▶ Exercise goal
In the records below, find the lines that include "PublicSettings" and copy each.

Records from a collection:
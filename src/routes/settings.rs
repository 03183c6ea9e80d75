use axum::{
    Json, Router,
    extract::State,
    routing::get,
};

use crate::{
    dto::settings::{
        BulkSettingsRequest, PublicSettings, SettingList, SettingsQuery, UpsertSettingRequest,
    },
    error::AppResult,
    middleware::{auth::RequestContext, json::{AppJson, AppQuery}},
    models::Setting,
    response::ApiResponse,
    services::settings_service,
    state::AppState,
};

/// Mounted under `/admin/settings`.
pub fn admin_router() -> Router<AppState> {
    Router::new().route(
        "/",
        get(list_settings).post(upsert_setting).put(bulk_upsert_settings),
    )
}

/// Mounted under `/settings`.
pub fn public_router() -> Router<AppState> {
    Router::new().route("/", get(public_settings))
}

#[utoipa::path(
    get,
    path = "/api/admin/settings",
    params(SettingsQuery),
    responses(
        (status = 200, description = "All settings (admin only)", body = ApiResponse<SettingList>),
        (status = 403, description = "Admin only")
    ),
    tag = "Settings"
)]
pub async fn list_settings(
    State(state): State<AppState>,
    ctx: RequestContext,
    AppQuery(query): AppQuery<SettingsQuery>,
) -> AppResult<Json<ApiResponse<SettingList>>> {
    let resp = settings_service::list_settings(&state, &ctx, query).await?;
    Ok(Json(resp))
}

#[utoipa::path(
    post,
    path = "/api/admin/settings",
    request_body = UpsertSettingRequest,
    responses(
        (status = 200, description = "Created or replaced one setting", body = ApiResponse<Setting>),
        (status = 400, description = "Missing key"),
        (status = 403, description = "Admin only")
    ),
    tag = "Settings"
)]
pub async fn upsert_setting(
    State(state): State<AppState>,
    ctx: RequestContext,
    AppJson(payload): AppJson<UpsertSettingRequest>,
) -> AppResult<Json<ApiResponse<Setting>>> {
    let resp = settings_service::upsert_setting(&state, &ctx, payload).await?;
    Ok(Json(resp))
}

#[utoipa::path(
    put,
    path = "/api/admin/settings",
    request_body = BulkSettingsRequest,
    responses(
        (status = 200, description = "Created or replaced many settings", body = ApiResponse<SettingList>),
        (status = 400, description = "Invalid entry"),
        (status = 403, description = "Admin only")
    ),
    tag = "Settings"
)]
pub async fn bulk_upsert_settings(
    State(state): State<AppState>,
    ctx: RequestContext,
    AppJson(payload): AppJson<BulkSettingsRequest>,
) -> AppResult<Json<ApiResponse<SettingList>>> {
    let resp = settings_service::bulk_upsert_settings(&state, &ctx, payload).await?;
    Ok(Json(resp))
}

#[utoipa::path(
    get,
    path = "/api/settings",
    responses(
        (status = 200, description = "Public settings as key/value pairs", body = ApiResponse<PublicSettings>)
    ),
    security(()),
    tag = "Settings"
)]
pub async fn public_settings(
    State(state): State<AppState>,
) -> AppResult<Json<ApiResponse<PublicSettings>>> {
    let resp = settings_service::public_settings(&state).await?;
    Ok(Json(resp))
}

▶ Written solution
        BulkSettingsRequest, PublicSettings, SettingList, SettingsQuery, UpsertSettingRequest,
        (status = 200, description = "Public settings as key/value pairs", body = ApiResponse<PublicSettings>)
) -> AppResult<Json<ApiResponse<PublicSettings>>> {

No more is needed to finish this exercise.